At its core, this is “a bitter fight over conservation and how that intersects with private property rights and animal rights,” Freemantle wrote. Lara Logan recently visited a Texas game ranch for an episode of 60 Minutes, shining a light on the exotic hunting industry and spurring a mini-controversy about the practice.

Herds of scimitar-horned oryx once lived in great numbers throughout a large stretch of North Africa and were declared extinct in the wild in 2000. But the animals have thrived in Texas, their numbers growing from 32 in 1979 to more than 11,000 today, meaning that more oryx live here than anywhere else.

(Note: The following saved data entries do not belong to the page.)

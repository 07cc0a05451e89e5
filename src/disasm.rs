//! Disassembly sources.
//!
//! Produces per-function blocks of [`Instruction`] line records, either by
//! decoding executable sections with iced-x86 or by parsing the Intel
//! syntax output of GNU objdump. Both sources render the same text shape:
//! branch and call targets carry a `<symbol>` annotation and RIP-relative
//! operands carry a `# 0xADDR` comment with the absolute target.

use std::collections::BTreeSet;
use std::path::Path;
use std::process::Command;

use iced_x86::{Decoder, DecoderOptions, FlowControl, Formatter, FormatterOutput,
               FormatterTextKind, Instruction as IcedInstruction, IntelFormatter, OpKind};

use crate::elf::LibraryImage;
use crate::error::{Error, Result};
use crate::types::Arch;

/// One disassembled line: where it lives and what it says.
#[derive(Debug, Clone, PartialEq, Eq)]
pub struct Instruction {
    /// Address as shown by the disassembler.
    pub offset: u64,
    /// Mnemonic, operands and annotations.
    pub text: String,
}

impl Instruction {
    pub fn new(offset: u64, text: impl Into<String>) -> Self {
        Self { offset, text: text.into() }
    }

    /// The instruction proper, without the trailing `# ...` comment.
    pub fn body(&self) -> &str {
        match self.text.find('#') {
            Some(pos) => self.text[..pos].trim_end(),
            None => self.text.trim_end(),
        }
    }

    /// The comment after `#`, if any.
    pub fn comment(&self) -> Option<&str> {
        self.text.find('#').map(|pos| self.text[pos + 1..].trim())
    }

    /// Symbol named by a trailing `<...>` annotation in the body.
    pub fn annotation(&self) -> Option<&str> {
        let body = self.body();
        let inner = body.strip_suffix('>')?;
        let start = inner.rfind('<')?;
        Some(&inner[start + 1..])
    }
}

/// Instructions of one function, in address order.
pub type Block = Vec<Instruction>;

/// Parse `objdump -d -M intel --no-show-raw-insn` output into blocks.
///
/// Every line that is not an instruction (function headers, section
/// banners, blank separators) closes the current block.
pub fn parse_objdump(text: &str) -> Vec<Block> {
    let mut blocks = Vec::new();
    let mut current = Vec::new();
    for line in text.lines() {
        match parse_objdump_line(line) {
            Some(insn) => current.push(insn),
            None => {
                if !current.is_empty() {
                    blocks.push(std::mem::take(&mut current));
                }
            }
        }
    }
    if !current.is_empty() {
        blocks.push(current);
    }
    blocks
}

fn parse_objdump_line(line: &str) -> Option<Instruction> {
    let (addr, rest) = line.split_once(':')?;
    let addr = addr.trim();
    if addr.is_empty() || !addr.bytes().all(|b| b.is_ascii_hexdigit()) {
        return None;
    }
    let text = rest.split_whitespace().collect::<Vec<_>>().join(" ");
    if text.is_empty() {
        return None;
    }
    let offset = u64::from_str_radix(addr, 16).ok()?;
    Some(Instruction::new(offset, text))
}

/// Disassemble a library with the external GNU objdump.
pub fn run_objdump(path: &Path, arch: Arch) -> Result<Vec<Block>> {
    let output = Command::new("objdump")
        .arg("--no-show-raw-insn")
        .arg("-M")
        .arg("intel")
        .arg("-m")
        .arg(arch.objdump_machine())
        .arg("-d")
        .arg(path)
        .output()
        .map_err(|e| Error::Disassembler(format!("spawn objdump: {}", e)))?;
    if !output.status.success() {
        return Err(Error::Disassembler(format!(
            "objdump exited with {}: {}",
            output.status,
            String::from_utf8_lossy(&output.stderr).trim()
        )));
    }
    Ok(parse_objdump(&String::from_utf8_lossy(&output.stdout)))
}

/// Disassemble every executable section of a library with iced-x86.
pub fn disassemble_image(image: &LibraryImage, arch: Arch) -> Vec<Block> {
    let starts = image.function_starts();
    let symbolize = |addr: u64| image.symbolize(addr);
    let mut blocks = Vec::new();
    for section in image.exec_sections() {
        log::debug!(
            "disassembling {} ({:#x} bytes at {:#x})",
            section.name,
            section.data.len(),
            section.addr
        );
        let insns = disassemble(section.data, section.addr, arch, &symbolize);
        blocks.extend(split_blocks(insns, &starts));
    }
    blocks
}

/// Decode a run of code bytes into annotated Intel-syntax lines.
///
/// `symbolize` names branch targets; unnamed targets get no annotation.
pub fn disassemble(
    code: &[u8],
    base_addr: u64,
    arch: Arch,
    symbolize: &dyn Fn(u64) -> Option<String>,
) -> Vec<Instruction> {
    let mut decoder = Decoder::with_ip(arch.bits(), code, base_addr, DecoderOptions::NONE);
    let mut formatter = intel_formatter();
    let mut output = FormatterOutputBuffer::new();
    let mut results = Vec::new();
    let mut insn = IcedInstruction::default();

    while decoder.can_decode() {
        decoder.decode_out(&mut insn);
        if insn.is_invalid() {
            continue;
        }

        output.clear();
        formatter.format(&insn, &mut output);
        let mut text = output.text().to_string();

        let is_flow = matches!(
            insn.flow_control(),
            FlowControl::Call | FlowControl::UnconditionalBranch | FlowControl::ConditionalBranch
        );
        let is_near = matches!(
            insn.op0_kind(),
            OpKind::NearBranch16 | OpKind::NearBranch32 | OpKind::NearBranch64
        );
        if is_flow && is_near {
            if let Some(name) = symbolize(insn.near_branch_target()) {
                text.push_str(&format!(" <{}>", name));
            }
        }
        if insn.is_ip_rel_memory_operand() {
            text.push_str(&format!(" # {:#x}", insn.ip_rel_memory_address()));
        }

        results.push(Instruction::new(insn.ip(), text));
    }

    results
}

/// Cut a linear instruction stream at function entry points.
pub fn split_blocks(insns: Vec<Instruction>, starts: &BTreeSet<u64>) -> Vec<Block> {
    let mut blocks = Vec::new();
    let mut current: Block = Vec::new();
    for insn in insns {
        if starts.contains(&insn.offset) && !current.is_empty() {
            blocks.push(std::mem::take(&mut current));
        }
        current.push(insn);
    }
    if !current.is_empty() {
        blocks.push(current);
    }
    blocks
}

/// Render a block the way objdump lays it out.
pub fn format_block(block: &[Instruction]) -> String {
    let mut out = String::new();
    for insn in block {
        out.push_str(&format!("  {:8x}:\t{}\n", insn.offset, insn.text));
    }
    out
}

fn intel_formatter() -> IntelFormatter {
    let mut formatter = IntelFormatter::new();
    let options = formatter.options_mut();
    options.set_hex_prefix("0x");
    options.set_hex_suffix("");
    options.set_uppercase_hex(false);
    options.set_rip_relative_addresses(true);
    options.set_space_after_operand_separator(false);
    options.set_branch_leading_zeros(false);
    options.set_show_branch_size(false);
    formatter
}

/// Internal buffer for iced-x86 formatter output.
struct FormatterOutputBuffer {
    text: String,
}

impl FormatterOutputBuffer {
    fn new() -> Self {
        Self { text: String::new() }
    }

    fn clear(&mut self) {
        self.text.clear();
    }

    fn text(&self) -> &str {
        &self.text
    }
}

impl FormatterOutput for FormatterOutputBuffer {
    fn write(&mut self, text: &str, _kind: FormatterTextKind) {
        self.text.push_str(text);
    }
}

But some animal-rights groups against hunting “rather see the animals disappear than see them hunted,” Freemantle wrote. Connecticut-based Friends of the Animals, led by the aptly named Priscilla Feral, helped have the three species listed on the Endangered Species Act in 2005. Hunting of the animals on exotic game ranches was able to continue because of an exemption from the U.S. Fish and Wildlife Service. On Wednesday, that exemption is lifted, effectively ending the hunts for everyone who does not jump through hoops to obtain a permit.

Ahead of the ban, ranchers have stepped up hunting to thin out their herds. “In Kerrville, taxidermist Gary Broach normally sees maybe 10 to 12 scimitar-horned oryx come into his shop for processing and mounting in a year; in the last 28 days, 23 have come in for full-head mounting, and at least 17 others for lesser treatments,” Freemantle wrote.